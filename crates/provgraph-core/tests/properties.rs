//! Engine-level properties: content addressing, idempotent storage, tamper
//! detection, link monotonicity and bounded traversal.

use std::fs;

use chrono::{TimeZone, Utc};
use proptest::prelude::*;
use provgraph_core::storage::{FilesystemStore, MemoryStore, TransparencyLogStore};
use provgraph_core::{
    build, content_id, export, link, seal, validate, verify_link, BuildRequest, CheckKind,
    CheckStatus, Claim, ErrorClass, HashAlgorithm, Ingredient, IngredientSpec, LinkOptions,
    LinkPolicy, Manifest, ManifestId, ManifestKind, ManifestMetadata, ManifestStore, ReasonCode,
    ValidationOptions,
};

fn claim(title: &str, kind: ManifestKind, hashes: &[String]) -> Claim {
    Claim {
        title: title.to_string(),
        author_org: Some("lab".to_string()),
        author_name: None,
        description: None,
        kind,
        ingredients: hashes
            .iter()
            .enumerate()
            .map(|(i, hash)| Ingredient {
                name: format!("part-{}", i),
                hash: hash.clone(),
                hash_algorithm: HashAlgorithm::Sha256,
                media_type: "application/octet-stream".to_string(),
                size: 1,
                location: None,
            })
            .collect(),
        linked_manifests: Default::default(),
        previous_version: None,
        created_at: Utc.with_ymd_and_hms(2026, 3, 1, 12, 0, 0).unwrap(),
        annotations: None,
    }
}

fn sealed(title: &str, kind: ManifestKind) -> Manifest {
    seal(claim(title, kind, &[hex_sha256(title.as_bytes())]), None).unwrap()
}

fn hex_sha256(bytes: &[u8]) -> String {
    provgraph_crypto::hash_bytes(bytes, HashAlgorithm::Sha256)
}

/// Rewrites every JSON object with its keys in reverse order.
fn reorder(value: serde_json::Value) -> String {
    match value {
        serde_json::Value::Object(map) => {
            let fields: Vec<String> = map
                .into_iter()
                .rev()
                .map(|(k, v)| format!("{}:{}", serde_json::to_string(&k).unwrap(), reorder(v)))
                .collect();
            format!("{{{}}}", fields.join(","))
        }
        serde_json::Value::Array(items) => {
            let items: Vec<String> = items.into_iter().map(reorder).collect();
            format!("[{}]", items.join(","))
        }
        other => other.to_string(),
    }
}

proptest! {
    /// Field order of the serialized claim never affects the id
    #[test]
    fn prop_id_independent_of_field_order(
        title in "[a-zA-Z0-9 ]{1,24}",
        hashes in prop::collection::vec("[0-9a-f]{64}", 1..5),
    ) {
        let original = claim(&title, ManifestKind::Dataset, &hashes);
        let reordered: Claim =
            serde_json::from_str(&reorder(serde_json::to_value(&original).unwrap())).unwrap();

        prop_assert_eq!(content_id(&original).unwrap(), content_id(&reordered).unwrap());
    }

    /// Changing any single nibble of any ingredient hash changes the id
    #[test]
    fn prop_ingredient_mutation_changes_id(
        hashes in prop::collection::vec("[0-9a-f]{64}", 1..4),
        which in any::<prop::sample::Index>(),
        position in 0usize..64,
    ) {
        let original = claim("artifact", ManifestKind::Model, &hashes);
        let mut mutated = original.clone();

        let target = which.index(mutated.ingredients.len());
        let mut chars: Vec<char> = mutated.ingredients[target].hash.chars().collect();
        chars[position] = if chars[position] == '0' { '1' } else { '0' };
        mutated.ingredients[target].hash = chars.into_iter().collect();

        prop_assert_ne!(content_id(&original).unwrap(), content_id(&mutated).unwrap());
    }
}

#[test]
fn test_idempotent_put_every_backend() {
    let fs_dir = tempfile::tempdir().unwrap();
    let log_dir = tempfile::tempdir().unwrap();
    let stores: Vec<Box<dyn ManifestStore>> = vec![
        Box::new(MemoryStore::new()),
        Box::new(FilesystemStore::open(fs_dir.path()).unwrap()),
        Box::new(TransparencyLogStore::open(log_dir.path()).unwrap()),
    ];

    let manifest = sealed("twice", ManifestKind::Software);
    for store in &stores {
        let first = store.put(&manifest).unwrap();
        let bytes = store.get_encoded(&first).unwrap();
        let second = store.put(&manifest).unwrap();

        assert_eq!(first, second, "{}", store.describe());
        assert_eq!(store.get_encoded(&second).unwrap(), bytes);
        assert_eq!(store.get(&first).unwrap(), manifest);
        assert_eq!(store.list(&Default::default()).unwrap(), vec![first]);
    }
}

#[test]
fn test_tamper_detection() {
    let artifacts = tempfile::tempdir().unwrap();
    let file = artifacts.path().join("F.bin");
    fs::write(&file, vec![7u8; 4096]).unwrap();

    let store = MemoryStore::new();
    let manifest = build(
        BuildRequest::new(ManifestKind::Dataset, ManifestMetadata::titled("F"))
            .ingredient(IngredientSpec::new("F", &file)),
        None,
    )
    .unwrap();
    let id = store.put(&manifest).unwrap();
    assert!(validate(&id, &store, &ValidationOptions::default()).unwrap().passed());

    let mut bytes = fs::read(&file).unwrap();
    bytes[2048] ^= 0x01;
    fs::write(&file, bytes).unwrap();

    let report = validate(&id, &store, &ValidationOptions::default()).unwrap();
    assert!(!report.passed());
    let ingredient = report
        .checks
        .iter()
        .find(|c| c.check == CheckKind::Ingredient)
        .unwrap();
    assert_eq!(ingredient.status, CheckStatus::Fail);
    assert_eq!(ingredient.reason, ReasonCode::HashMismatch);
}

#[test]
fn test_link_monotonicity() {
    let store = MemoryStore::new();
    let x = store.put(&sealed("x", ManifestKind::Model)).unwrap();
    let targets: Vec<ManifestId> = ["y1", "y2", "y3"]
        .iter()
        .map(|t| store.put(&sealed(t, ManifestKind::Dataset)).unwrap())
        .collect();

    let mut current = x;
    for target in &targets {
        let before = store.get(&current).unwrap();
        let next = link(&current, target, &store, &LinkOptions::default()).unwrap();
        let after = store.get(&next).unwrap();

        assert!(after.claim.linked_manifests.is_superset(&before.claim.linked_manifests));
        assert!(after.claim.linked_manifests.contains(target));
        assert_eq!(after.claim.previous_version.as_ref(), Some(&current));
        // The old version is still retrievable unchanged
        assert_eq!(store.get(&current).unwrap(), before);
        current = next;
    }
    assert_eq!(store.get(&current).unwrap().claim.linked_manifests.len(), 3);
}

#[test]
fn test_cycle_safety() {
    let store = MemoryStore::new();
    let mut a = sealed("a", ManifestKind::Model);
    let mut b = sealed("b", ManifestKind::Dataset);
    a.claim.linked_manifests.insert(b.id.clone());
    b.claim.linked_manifests.insert(a.id.clone());
    store.seed(&a).unwrap();
    store.seed(&b).unwrap();

    let graph = export(&a.id, 10, &store).unwrap();
    assert_eq!(graph.nodes.len(), 2);
    assert!(graph.nodes.contains_key(&a.id));
    assert!(graph.nodes.contains_key(&b.id));
    assert!(!graph.truncated);
}

#[test]
fn test_depth_truncation_on_disk() {
    let dir = tempfile::tempdir().unwrap();
    let store = FilesystemStore::open(dir.path()).unwrap();

    let mut next: Option<ManifestId> = None;
    let mut root = None;
    for i in (0..20).rev() {
        let mut claim = sealed(&format!("hop-{}", i), ManifestKind::Model).claim;
        if let Some(target) = next.take() {
            claim.linked_manifests.insert(target);
        }
        let id = store.put(&seal(claim, None).unwrap()).unwrap();
        next = Some(id.clone());
        root = Some(id);
    }

    let graph = export(&root.unwrap(), 5, &store).unwrap();
    assert_eq!(graph.nodes.len(), 6);
    assert!(graph.truncated);
}

#[test]
fn test_invalid_link_detection() {
    let store = MemoryStore::new();
    let s = store.put(&sealed("s", ManifestKind::Model)).unwrap();
    let t = sealed("t", ManifestKind::Dataset).id;

    let lenient = LinkOptions {
        policy: LinkPolicy::Lenient,
        signer: None,
    };
    let s2 = link(&s, &t, &store, &lenient).unwrap();

    for source in [&s, &s2] {
        let outcome = verify_link(source, &t, &store).unwrap();
        assert!(!outcome.valid);
        assert_eq!(outcome.class, Some(ErrorClass::Reference));
    }
}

What you will do
Report every line of the data in which "FilesystemStore" appears.

Output below
use provgraph_core::storage::{FilesystemStore, MemoryStore, TransparencyLogStore};
        Box::new(FilesystemStore::open(fs_dir.path()).unwrap()),
    let store = FilesystemStore::open(dir.path()).unwrap();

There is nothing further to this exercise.